Они оба сидели в комиссии на первом туре, я их увидела и затрепетала. Свои эмоции и ощущения я помню до сих пор. А прошло уже 40 лет...

Со всего потока абитуриентов в тот раз оставили меня одну. Я прочитала отрывки, вышла из аудитории и приготовилась ждать результатов вместе со всеми. Открылась дверь, и мне сказали: «Зайдите...»

Артем Тульчинский, Марина Брусникина, Евгений Миронов, Юлия Пересильд, Дмитрий Сердюк. Театр Наций, 2022 год
Фото: Пресс-служба Театра Наций

Тамара Федоровна помню, спросила:

— Почему вы так мягко произносите слово... (Уже не помню, какое именно.)

Я уточнила:

— А надо по-другому?

Смысл ее вопроса был в том, что я выглядела с этой своей мягкой Ж очень уж культурно... И почему я пришла в школьной форме? Это был второй вопрос. Я ответила, что приехала после уроков. И все, мне сказали приходить на второй тур. От невероятной удачи за спиной будто крылья выросли.
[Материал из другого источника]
//! Integração com Git via libgit2 para identificar o commit testado.
//!
//! O [`GitInfo`] abre o repositório que contém o diretório de trabalho e
//! informa o hash do HEAD, usado no assunto do email e no relatório quando
//! `--commit` não é passado na linha de comando.

use anyhow::{Context, Result};
use git2::Repository;
use std::path::Path;

/// Informações do repositório onde a bateria roda.
pub struct GitInfo {
    repo: Repository,
}

impl GitInfo {
    /// Procura um repositório git a partir do caminho dado, subindo diretórios.
    pub fn discover(path: &Path) -> Result<Self> {
        let repo = Repository::discover(path).context("failed to find a git repository")?;
        Ok(Self { repo })
    }

    /// Hash completo do commit apontado pelo HEAD.
    pub fn head_commit(&self) -> Result<String> {
        let commit = self
            .repo
            .head()
            .context("repository has no HEAD")?
            .peel_to_commit()?;
        Ok(commit.id().to_string())
    }
}

/// Hash do HEAD do diretório atual, ou vazio se não houver repositório.
pub fn commit_hash_or_empty(path: &Path) -> String {
    match GitInfo::discover(path).and_then(|info| info.head_commit()) {
        Ok(hash) => hash,
        Err(e) => {
            tracing::debug!(error = %e, "no commit hash available");
            String::new()
        }
    }
}
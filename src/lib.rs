//! Regression batch runner.
//!
//! A line-oriented config file becomes a [`plan::TestPlan`]; the
//! [`orchestrator::JobOrchestrator`] runs every job's executor, compares the
//! computed results against baselines, and [`report`] folds the per-file
//! reports into one summary.

pub mod cleanup;
pub mod cli;
pub mod compare;
pub mod config;
pub mod email;
pub mod error;
pub mod executor;
pub mod git;
pub mod logging;
pub mod orchestrator;
pub mod plan;
pub mod plot;
pub mod report;
pub mod state_machine;
pub mod ui;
Обычно абитуриенты пробуются сразу во все театральные вузы. Уже уверенно я отправилась в ГИТИС. На первом туре сидела сама Евгения Козырева, мой кумир, сыгравшая главную роль в телеспектакле «Медея», который в то время часто показывали по телевизору.

И мне сразу же, уже на первом туре сказали, что я принята, чтобы больше никуда не показывалась. Даже не сказали, а заорали — не сметь никуда ходить, срочно документы к нам!
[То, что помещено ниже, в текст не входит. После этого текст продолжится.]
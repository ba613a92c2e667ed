use askama::Template;

use super::{GroupMap, TestReport, TestSuite};
use crate::error::Result;

#[derive(Template)]
#[template(path = "report.xml")]
struct ReportXml<'a> {
    report: &'a TestReport,
}

#[derive(Template)]
#[template(path = "summary.html")]
struct SummaryHtml<'a> {
    report: &'a TestReport,
    sections: Vec<Section<'a>>,
}

/// One titled table of the email body.
struct Section<'a> {
    title: &'a str,
    rows: Vec<SuiteRow<'a>>,
}

struct SuiteRow<'a> {
    name: &'a str,
    status: Status,
    failures: usize,
}

impl<'a> SuiteRow<'a> {
    fn new(suite: &'a TestSuite) -> Self {
        Self {
            name: &suite.name,
            status: Status::of(suite),
            failures: suite.failure_count(),
        }
    }
}

#[derive(Debug, Clone, Copy, PartialEq, Eq)]
enum Status {
    Passed,
    Failed,
    KnownFailure,
}

impl Status {
    fn of(suite: &TestSuite) -> Self {
        if suite.known_failure {
            Status::KnownFailure
        } else if suite.passed() {
            Status::Passed
        } else {
            Status::Failed
        }
    }

    fn label(&self) -> &'static str {
        match self {
            Status::Passed => "Passed",
            Status::Failed => "Failed",
            Status::KnownFailure => "Known Failure",
        }
    }

    fn color(&self) -> &'static str {
        match self {
            Status::Passed => "#00FF00",
            Status::Failed => "#FF0000",
            Status::KnownFailure => "#FFFF00",
        }
    }
}

/// Renders the report as a `TestReport` XML document.
pub fn to_xml(report: &TestReport) -> Result<String> {
    Ok(ReportXml { report }.render()?)
}

/// Splits the suites into one section per group, then an `Other` section
/// for anything (error and known-failure suites) no group claimed.
fn sections<'a>(report: &'a TestReport, groups: &'a GroupMap) -> Vec<Section<'a>> {
    let mut claimed = vec![false; report.suites.len()];
    let mut sections = Vec::new();
    for (group, names) in groups.iter() {
        if names.is_empty() {
            continue;
        }
        let mut rows = Vec::new();
        for name in names {
            let found = report
                .suites
                .iter()
                .enumerate()
                .find(|(i, s)| !claimed[*i] && &s.name == name);
            if let Some((i, suite)) = found {
                claimed[i] = true;
                rows.push(SuiteRow::new(suite));
            }
        }
        sections.push(Section { title: group, rows });
    }

    let rest: Vec<SuiteRow<'a>> = report
        .suites
        .iter()
        .zip(&claimed)
        .filter(|(_, claimed)| !**claimed)
        .map(|(suite, _)| SuiteRow::new(suite))
        .collect();
    if !rest.is_empty() {
        sections.push(Section {
            title: "Other",
            rows: rest,
        });
    }
    sections
}

/// HTML body for the summary email.
pub fn to_html(report: &TestReport, groups: &GroupMap) -> Result<String> {
    let sections = sections(report, groups);
    Ok(SummaryHtml { report, sections }.render()?)
}

#[cfg(test)]
mod tests {
    use super::*;
    use crate::report::TestCase;

    fn sample() -> (TestReport, GroupMap) {
        let mut report = TestReport::new();
        let mut failing = TestSuite::new("Cardio<1>");
        failing.test_cases.push(TestCase {
            name: "HeartRate".into(),
            failures: vec!["4.1% > 2%".into()],
        });
        report.add_suite(TestSuite::new("Renal"));
        report.add_suite(failing);
        report.add_known_suite_failure("Sepsis");

        let mut groups = GroupMap::default();
        groups.entry("Scenarios").push("Renal".into());
        groups.entry("Scenarios").push("Cardio<1>".into());
        (report, groups)
    }

    #[test]
    fn xml_lists_suites_and_failures() {
        let (report, _) = sample();
        let xml = to_xml(&report).unwrap();
        assert!(xml.starts_with("<?xml version=\"1.0\" encoding=\"UTF-8\"?>"));
        assert!(xml.contains("<TestReport suites=\"3\" passed=\"1\" failed=\"1\" knownFailures=\"1\">"));
        assert!(xml.contains("<TestSuite name=\"Cardio&lt;1&gt;\""));
        assert!(xml.contains("<Failure>4.1% &gt; 2%</Failure>"));
        assert!(xml.contains("<TestCase name=\"HeartRate\">"));
        assert!(xml.trim_end().ends_with("</TestReport>"));
    }

    #[test]
    fn html_groups_and_leftovers() {
        let (report, groups) = sample();
        let html = to_html(&report, &groups).unwrap();
        assert!(html.contains("<h2>Scenarios</h2>"));
        assert!(html.contains("<h2>Other</h2>"));
        assert!(html.contains("<td bgcolor=\"#FFFF00\">Known Failure</td>"));
        assert!(html.contains("<td>Cardio&lt;1&gt;</td><td bgcolor=\"#FF0000\">Failed</td><td>1</td>"));
        assert!(html.contains("<p>3 suites: 1 passed, 1 failed, 1 known failures</p>"));
    }

    #[test]
    fn group_without_suites_is_skipped() {
        let (report, _) = sample();
        let mut groups = GroupMap::default();
        groups.entry("Empty");
        let html = to_html(&report, &groups).unwrap();
        assert!(!html.contains("<h2>Empty</h2>"));
        assert_eq!(html.matches("<tr><td>").count(), 3);
    }
}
Но я-то хотела учиться в Школе-студии МХАТ, потому что в тот год курс набирал сам Ефремов. Решила рискнуть: в ГИТИС документы не понесла, а пошла на прослушивание в Школу-студию. Один тур, второй, третий, конкурс, все — я студентка!

— Как вы представляли будущее? Хотя бы решили — хочу выходить на сцену или сниматься в кино?

— Мне хотелось самой играть. Об актерской профессии я имела уже определенное представление благодаря учебе в театральной школе. Мастерство актера нам преподавала замечательный педагог Лидия Петровна Малюкова, жена Георгия Степановича Жженова. Интеллигентнейшая женщина, которая большую часть времени водила нас по музеям, по выставкам, концертам классической музыки. Образовывала нас изо всех сил, за что я ей страшно благодарна до сих пор.

— Как вас, Марина, воспитывали? Судя по вашей биографии, вы еще ребенком были самостоятельной.

— Родители на нас с сестрой вообще никак и ни в чем не давили. Оба были талантливыми, умными людьми с активной позицией. С массой энергии, жаждой жизни, знаний. Папа говорил на пяти иностранных языках, два он выучил в институте, остальные — самостоятельно. Когда мы жили в какой-нибудь стране, то не сидели в посольстве, а бесконечно катались по красивым местам. Если папа работал в Москве, то в выходные нас с сестрой родители сажали в машину и везли по Золотому кольцу. Отпуск мы проводили в путешествиях, ездили на машине и в Карпаты, и в Азербайджан, и по Грузии, Прибалтике... И везде нас таскали безостановочно по музеям!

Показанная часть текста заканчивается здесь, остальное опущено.